10 February 2012: That's interesting...

The Details

Mileage 2016
Claimed economy 56.5mpg
Actual economy 46.2mpg

When testing a car for the first time, the biggest things strike you first. You notice the ride quality, the performance, the handling and the comfort, as you’d expect, and that’s what really matters when you buy a car anyway.

But living with one means you start to notice the things that aren't obvious from just a test drive or a visit to a showroom. I’ve spent long enough with the Swift now to start noticing things like this myself. Some are nice touches, some are curious and some are a little frustrating...

The parcel shelf

The boot on the Swift is fairly small and that’s something you’ll notice right away. It’s fine for a small hatchback though. The thing that bugs me about it isn’t the size, it’s the parcel shelf. There’s nothing connecting it to the tailgate, so when you open the hatch, it stays in place and obstructs your access, so you have to fold it up manually.

Unfortunately, if you don’t remember to fold it down again it obscures the view out of the back. It won’t drop down under acceleration, so you’ve got to stop and put it back. It’s also got a sharp underside and it once drew blood when I was folding it back into place – although I think that was a problem with my particular parcel shelf rather than with them all.

The fuel gauge

This is curious rather than annoying. When I fill the tank up I always brim it to the top. It’s got a fairly decent sized tank with a long range, but the trip computer gets really confused about how far I can travel.

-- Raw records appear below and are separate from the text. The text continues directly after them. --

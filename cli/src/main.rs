//! chainmirror CLI — mirror an Ethereum chain into Postgres and serve it over
//! JSON-RPC.
//!
//! ```bash
//! chainmirror --config mirror.yaml run
//! chainmirror index --source-url http://localhost:8545 --stop-after 1000
//! chainmirror serve --listen 0.0.0.0:8546
//! chainmirror watch
//! chainmirror info
//! ```

use std::path::PathBuf;
use std::sync::Arc;
use std::time::Duration;

use anyhow::{Context, Result};
use clap::{Parser, Subcommand};
use tokio::net::TcpListener;
use tokio::sync::broadcast::error::RecvError;
use tokio::sync::watch;
use tracing::{info, warn};

use chainmirror_core::{MirrorConfig, Store};
use chainmirror_evm::{HttpChainSource, IndexerBuilder};
use chainmirror_rpc::Dispatcher;
use chainmirror_storage::{MemoryStore, PostgresStore};

mod logging;

#[derive(Parser)]
#[command(
    name = "chainmirror",
    about = "Relational Ethereum chain mirror with a JSON-RPC read surface",
    version
)]
struct Cli {
    /// YAML configuration file
    #[arg(short, long, global = true, env = "CHAINMIRROR_CONFIG")]
    config: Option<PathBuf>,

    /// Postgres connection string
    #[arg(long, global = true, env = "CHAINMIRROR_DATABASE_URL")]
    database_url: Option<String>,

    /// Upstream node JSON-RPC endpoint
    #[arg(long, global = true)]
    source_url: Option<String>,

    /// Address for the JSON-RPC server
    #[arg(long, global = true)]
    listen: Option<String>,

    /// Keep everything in memory instead of Postgres
    #[arg(long, global = true)]
    memory: bool,

    #[command(subcommand)]
    command: Commands,
}

#[derive(Subcommand)]
enum Commands {
    /// Ingest blocks from the upstream node
    Index {
        /// Exit after committing this height
        #[arg(long)]
        stop_after: Option<u64>,
    },

    /// Serve the JSON-RPC API over the stored chain
    Serve,

    /// Run the indexer and the JSON-RPC server together
    Run,

    /// Print each new head as it is committed
    Watch {
        /// Fallback poll interval when a notification is missed
        #[arg(long, default_value_t = 1000)]
        poll_ms: u64,
    },

    /// Show the effective configuration and the stored head
    Info,
}

impl Cli {
    fn load_config(&self) -> Result<MirrorConfig> {
        let mut config = match &self.config {
            Some(path) => MirrorConfig::from_yaml_file(path)
                .with_context(|| format!("loading {}", path.display()))?,
            None => MirrorConfig::default(),
        };
        if let Some(url) = &self.database_url {
            config.database_url = url.clone();
        }
        if let Some(url) = &self.source_url {
            config.source.url = url.clone();
        }
        if let Some(listen) = &self.listen {
            config.rpc.listen = listen.clone();
        }
        Ok(config)
    }
}

#[tokio::main]
async fn main() -> Result<()> {
    let cli = Cli::parse();
    let config = cli.load_config()?;
    logging::init(&config.log);

    if let Commands::Info = cli.command {
        return cmd_info(&config, cli.memory).await;
    }

    let store = open_store(&config, cli.memory).await?;
    let shutdown = shutdown_on_ctrl_c();

    match cli.command {
        Commands::Index { stop_after } => cmd_index(&config, store, shutdown, stop_after).await,
        Commands::Serve => cmd_serve(&config, store, shutdown).await,
        Commands::Run => {
            tokio::try_join!(
                cmd_index(&config, store.clone(), shutdown.clone(), None),
                cmd_serve(&config, store, shutdown),
            )?;
            Ok(())
        }
        Commands::Watch { poll_ms } => {
            cmd_watch(store, Duration::from_millis(poll_ms), shutdown).await
        }
        Commands::Info => Ok(()),
    }
}

async fn open_store(config: &MirrorConfig, memory: bool) -> Result<Arc<dyn Store>> {
    if memory {
        info!("using in-memory store");
        return Ok(Arc::new(MemoryStore::new()));
    }
    let store = PostgresStore::connect_with_options(&config.database_url, &config.store)
        .await
        .context("connecting to Postgres")?;
    Ok(Arc::new(store))
}

/// A signal that flips to `true` on Ctrl-C.
fn shutdown_on_ctrl_c() -> watch::Receiver<bool> {
    let (tx, rx) = watch::channel(false);
    tokio::spawn(async move {
        match tokio::signal::ctrl_c().await {
            Ok(()) => {
                info!("shutdown requested");
                let _ = tx.send(true);
            }
            // dropping the sender leaves the signal unset forever
            Err(e) => warn!(error = %e, "cannot listen for Ctrl-C"),
        }
    });
    rx
}

async fn signalled(mut rx: watch::Receiver<bool>) {
    loop {
        if *rx.borrow_and_update() {
            return;
        }
        if rx.changed().await.is_err() {
            std::future::pending::<()>().await;
        }
    }
}

async fn cmd_index(
    config: &MirrorConfig,
    store: Arc<dyn Store>,
    shutdown: watch::Receiver<bool>,
    stop_after: Option<u64>,
) -> Result<()> {
    let source = HttpChainSource::new(&config.source).context("building chain source")?;
    info!(url = source.url(), "indexing from upstream");

    let mut builder = IndexerBuilder::from_config(config.indexer.clone()).shutdown(shutdown);
    if let Some(height) = stop_after {
        builder = builder.stop_after(height);
    }
    let mark = builder
        .build(source, store)
        .run()
        .await
        .context("indexer stopped on error")?;
    info!(next = mark.next_block(), "indexer exited");
    Ok(())
}

async fn cmd_serve(
    config: &MirrorConfig,
    store: Arc<dyn Store>,
    shutdown: watch::Receiver<bool>,
) -> Result<()> {
    let listener = TcpListener::bind(&config.rpc.listen)
        .await
        .with_context(|| format!("binding {}", config.rpc.listen))?;
    let dispatcher = Arc::new(Dispatcher::new(store, config.chain_id, config.rpc.max_logs));
    let sweeper = config.rpc.filter_ttl().map(|ttl| {
        info!(ttl_secs = ttl.as_secs(), "expiring idle filters");
        tokio::spawn(dispatcher.filters().clone().run_expiry(ttl, sweep_interval(ttl)))
    });
    let served = chainmirror_rpc::serve(listener, dispatcher, signalled(shutdown)).await;
    if let Some(sweeper) = sweeper {
        sweeper.abort();
    }
    served.context("JSON-RPC server")?;
    Ok(())
}

/// Sweep a few times per TTL, at most once a minute.
fn sweep_interval(ttl: Duration) -> Duration {
    (ttl / 4).clamp(Duration::from_secs(1), Duration::from_secs(60))
}

async fn cmd_watch(
    store: Arc<dyn Store>,
    poll: Duration,
    shutdown: watch::Receiver<bool>,
) -> Result<()> {
    let mut heads = store.subscribe_blocks();
    let mut printed = None;
    loop {
        let head = store.latest_block_number().await.context("reading head")?;
        if head > printed {
            if let Some(number) = head {
                let hash = store
                    .block_by_number(number)
                    .await
                    .context("reading head block")?
                    .map(|b| b.hash);
                match hash {
                    Some(hash) => println!("{number}\t{hash:#x}"),
                    None => println!("{number}"),
                }
            }
            printed = head;
        }

        tokio::select! {
            received = heads.recv() => {
                // notifications are a hint; polling covers anything missed
                if let Err(RecvError::Closed) = received {
                    tokio::time::sleep(poll).await;
                }
            }
            _ = tokio::time::sleep(poll) => {}
            _ = signalled(shutdown.clone()) => return Ok(()),
        }
    }
}

async fn cmd_info(config: &MirrorConfig, memory: bool) -> Result<()> {
    println!("chainmirror v{}", env!("CARGO_PKG_VERSION"));
    println!("{}", serde_yaml::to_string(config).context("rendering config")?);

    if memory {
        println!("store: memory (empty)");
        return Ok(());
    }
    let store = open_store(config, false).await?;
    match store.latest_block_number().await.context("reading head")? {
        Some(number) => println!("store: postgres, head {number}"),
        None => println!("store: postgres, empty"),
    }
    Ok(())
}

#[cfg(test)]
mod tests {
    use super::*;
    use clap::CommandFactory;

    #[test]
    fn cli_definition_is_valid() {
        Cli::command().debug_assert();
    }

    #[test]
    fn flags_override_config() {
        let cli = Cli::try_parse_from([
            "chainmirror",
            "--database-url",
            "postgres://db/mirror",
            "--source-url",
            "http://node:8545",
            "--listen",
            "0.0.0.0:9000",
            "serve",
        ])
        .unwrap();
        let config = cli.load_config().unwrap();
        assert_eq!(config.database_url, "postgres://db/mirror");
        assert_eq!(config.source.url, "http://node:8545");
        assert_eq!(config.rpc.listen, "0.0.0.0:9000");
        assert_eq!(config.indexer.retry_interval_ms, 100);
    }

    #[test]
    fn global_flags_after_subcommand() {
        let cli = Cli::try_parse_from(["chainmirror", "index", "--memory", "--stop-after", "10"]).unwrap();
        assert!(cli.memory);
        assert!(matches!(cli.command, Commands::Index { stop_after: Some(10) }));
    }

    #[test]
    fn sweep_interval_is_bounded() {
        assert_eq!(sweep_interval(Duration::from_secs(2)), Duration::from_secs(1));
        assert_eq!(sweep_interval(Duration::from_secs(120)), Duration::from_secs(30));
        assert_eq!(sweep_interval(Duration::from_secs(3600)), Duration::from_secs(60));
    }

    #[tokio::test]
    async fn signal_fires_once_set() {
        let (tx, rx) = watch::channel(false);
        let wait = tokio::spawn(signalled(rx));
        tx.send(true).unwrap();
        wait.await.unwrap();
    }
}
//! Scripted in-memory chain source for tests and demos.

use std::collections::{BTreeMap, VecDeque};
use std::sync::Mutex;

use async_trait::async_trait;

use chainmirror_core::types::SourceBlock;

use crate::source::{ChainSource, FetchError};

#[derive(Default)]
struct Script {
    blocks: BTreeMap<u64, SourceBlock>,
    /// Errors returned before any block, one per call.
    failures: VecDeque<FetchError>,
    calls: Vec<u64>,
}

/// A [`ChainSource`] that serves pre-loaded blocks.
///
/// Heights without a block answer [`FetchError::NotYetProduced`]; queued
/// failures are returned first, one per call.
#[derive(Default)]
pub struct MockSource {
    script: Mutex<Script>,
}

impl MockSource {
    pub fn new() -> Self {
        Self::default()
    }

    /// Serve `block` at its own height.
    pub fn push_block(&self, block: SourceBlock) {
        let number = block.header.number;
        self.insert_at(number, block);
    }

    /// Serve `block` when height `number` is requested, whatever its header
    /// says.
    pub fn insert_at(&self, number: u64, block: SourceBlock) {
        if let Ok(mut script) = self.script.lock() {
            script.blocks.insert(number, block);
        }
    }

    /// Queue a failure for the next call.
    pub fn fail_next(&self, error: FetchError) {
        if let Ok(mut script) = self.script.lock() {
            script.failures.push_back(error);
        }
    }

    /// Heights requested so far, in call order.
    pub fn calls(&self) -> Vec<u64> {
        self.script.lock().map(|s| s.calls.clone()).unwrap_or_default()
    }
}

#[async_trait]
impl ChainSource for MockSource {
    async fn fetch_block(&self, number: u64) -> Result<SourceBlock, FetchError> {
        let mut script = self
            .script
            .lock()
            .map_err(|_| FetchError::Transport("mock source lock poisoned".into()))?;
        script.calls.push(number);
        if let Some(err) = script.failures.pop_front() {
            return Err(err);
        }
        script
            .blocks
            .get(&number)
            .cloned()
            .ok_or(FetchError::NotYetProduced { number })
    }
}
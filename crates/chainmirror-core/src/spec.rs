//! Block specifiers: `earliest`, `latest`, `pending`, or a literal height.

use std::fmt;

use serde::de::{self, Deserializer, Visitor};
use serde::{Deserialize, Serialize, Serializer};

use crate::error::MirrorError;
use crate::quantity;

/// A block identifier as accepted on the wire.
#[derive(Debug, Clone, Copy, PartialEq, Eq, Default)]
pub enum BlockSpec {
    Earliest,
    #[default]
    Latest,
    /// There is no pending-block view; resolves like [`BlockSpec::Latest`].
    Pending,
    Number(u64),
}

impl BlockSpec {
    /// Parse a tag or a `0x…` hex height.
    pub fn parse(s: &str) -> Result<Self, MirrorError> {
        match s {
            "earliest" => Ok(Self::Earliest),
            "latest" => Ok(Self::Latest),
            "pending" => Ok(Self::Pending),
            literal => quantity::decode_u64(literal).map(Self::Number).map_err(|_| {
                MirrorError::InvalidBlockSpec(format!(
                    "{literal:?} is neither a block tag (earliest/latest/pending) nor a 0x-prefixed hex height"
                ))
            }),
        }
    }

    /// Resolve against the store's current maximum height.
    ///
    /// `head` is `None` when nothing has been indexed yet; tags then
    /// resolve to 0.
    pub fn resolve(self, head: Option<u64>) -> u64 {
        match self {
            Self::Earliest => 0,
            Self::Latest | Self::Pending => head.unwrap_or(0),
            Self::Number(n) => n,
        }
    }

    /// Returns `true` if resolving needs the current head.
    pub fn needs_head(self) -> bool {
        matches!(self, Self::Latest | Self::Pending)
    }
}

impl fmt::Display for BlockSpec {
    fn fmt(&self, f: &mut fmt::Formatter<'_>) -> fmt::Result {
        match self {
            Self::Earliest => write!(f, "earliest"),
            Self::Latest => write!(f, "latest"),
            Self::Pending => write!(f, "pending"),
            Self::Number(n) => write!(f, "{}", quantity::encode_u64(*n)),
        }
    }
}

impl Serialize for BlockSpec {
    fn serialize<S: Serializer>(&self, serializer: S) -> Result<S::Ok, S::Error> {
        serializer.collect_str(self)
    }
}

impl<'de> Deserialize<'de> for BlockSpec {
    fn deserialize<D: Deserializer<'de>>(deserializer: D) -> Result<Self, D::Error> {
        struct SpecVisitor;

        impl Visitor<'_> for SpecVisitor {
            type Value = BlockSpec;

            fn expecting(&self, f: &mut fmt::Formatter<'_>) -> fmt::Result {
                f.write_str("a block tag, a 0x-prefixed hex height, or an unsigned integer")
            }

            fn visit_str<E: de::Error>(self, v: &str) -> Result<BlockSpec, E> {
                BlockSpec::parse(v).map_err(E::custom)
            }

            fn visit_u64<E: de::Error>(self, v: u64) -> Result<BlockSpec, E> {
                Ok(BlockSpec::Number(v))
            }

            fn visit_i64<E: de::Error>(self, v: i64) -> Result<BlockSpec, E> {
                u64::try_from(v)
                    .map(BlockSpec::Number)
                    .map_err(|_| E::custom(format!("negative block height {v}")))
            }
        }

        deserializer.deserialize_any(SpecVisitor)
    }
}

After brimming the tank it tells me I can travel about 360 miles until I’ll need to fill up again, but it continues to tell me that I can travel that far for another 70 or 80 miles, and then it starts to reduce. This is probably because the fuel level sensor is low down and the filler neck is long, but I can’t tell without dissecting the car - and I don’t want to do that.


Storage Bin - Suzuki Swift

Suzuki’s home market is Japan, and they’re also pretty popular in India – both nations of small car buyers. That means Suzuki knows a thing or two about making small cars feel big, and one of the most important things to get right is storage space – and the Swift has lots of clever little bits.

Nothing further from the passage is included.